● **Work required**: I'd like every record written out again, exactly as it is.

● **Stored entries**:
* * * * * * *

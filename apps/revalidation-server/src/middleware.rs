use std::time::Instant;

use axum::body::Body;
use axum::extract::MatchedPath;
use axum::http::Request;
use axum::middleware::Next;
use axum::response::Response;
use sentry::{Hub, SentryFutureExt};

use crate::metrics;

pub struct HttpRequestContext<'a> {
    pub path: &'a str,
    pub method: &'a str,
    pub request_id: Option<&'a str>,
    pub session_id: Option<&'a str>,
}

// create new sentry hub per request
pub async fn new_sentry_hub(path: MatchedPath, request: Request<Body>, next: Next) -> Response {
    async {
        let HttpRequestContext {
            method,
            request_id,
            session_id,
            ..
        } = get_http_request_context(&request);

        let method_path = format!("{} {}", method, path.as_str());

        sentry::configure_scope(|scope| {
            scope.set_tag("http-request", method_path);

            if let Some(request_id) = request_id {
                scope.set_tag("request-id", request_id);
            }

            if let Some(session_id) = session_id {
                scope.set_tag("session-id", session_id);
            }
        });

        next.run(request).await
    }
    // make sure that the future is run in the new hub
    .bind_hub(Hub::new_from_top(Hub::main()))
    .await
}

pub async fn metrics_counter(request: Request<Body>, next: Next) -> Response {
    let start = Instant::now();

    let response = next.run(request).await;

    metrics::track_request_count_and_time(
        response.status().as_u16(),
        start.elapsed().as_secs_f64(),
    );

    response
}

pub fn get_http_request_context<T>(request: &Request<T>) -> HttpRequestContext<'_> {
    let headers = request.headers();
    let request_id = headers
        .get("x-request-id")
        .and_then(|header| header.to_str().ok())
        .filter(|value| !value.is_empty());

    let session_id = headers
        .get("x-session-id")
        .and_then(|header| header.to_str().ok())
        .filter(|value| !value.is_empty());

    HttpRequestContext {
        path: request.uri().path(),
        method: request.method().as_str(),
        request_id,
        session_id,
    }
}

* * * * * * *

● **Exercise result**:
filename apps/revalidation-server/src/middleware.rs
use std::time::Instant;

use axum::body::Body;
use axum::extract::MatchedPath;
use axum::http::Request;
use axum::middleware::Next;
use axum::response::Response;
use sentry::{Hub, SentryFutureExt};

use crate::metrics;

pub struct HttpRequestContext<'a> {
    pub path: &'a str,
    pub method: &'a str,
    pub request_id: Option<&'a str>,
    pub session_id: Option<&'a str>,
}

// create new sentry hub per request
pub async fn new_sentry_hub(path: MatchedPath, request: Request<Body>, next: Next) -> Response {
    async {
        let HttpRequestContext {
            method,
            request_id,
            session_id,
            ..
        } = get_http_request_context(&request);

        let method_path = format!("{} {}", method, path.as_str());

        sentry::configure_scope(|scope| {
            scope.set_tag("http-request", method_path);

            if let Some(request_id) = request_id {
                scope.set_tag("request-id", request_id);
            }

            if let Some(session_id) = session_id {
                scope.set_tag("session-id", session_id);
            }
        });

        next.run(request).await
    }
    // make sure that the future is run in the new hub
    .bind_hub(Hub::new_from_top(Hub::main()))
    .await
}

pub async fn metrics_counter(request: Request<Body>, next: Next) -> Response {
    let start = Instant::now();

    let response = next.run(request).await;

    metrics::track_request_count_and_time(
        response.status().as_u16(),
        start.elapsed().as_secs_f64(),
    );

    response
}

pub fn get_http_request_context<T>(request: &Request<T>) -> HttpRequestContext<'_> {
    let headers = request.headers();
    let request_id = headers
        .get("x-request-id")
        .and_then(|header| header.to_str().ok())
        .filter(|value| !value.is_empty());

    let session_id = headers
        .get("x-session-id")
        .and_then(|header| header.to_str().ok())
        .filter(|value| !value.is_empty());

    HttpRequestContext {
        path: request.uri().path(),
        method: request.method().as_str(),
        request_id,
        session_id,
    }
}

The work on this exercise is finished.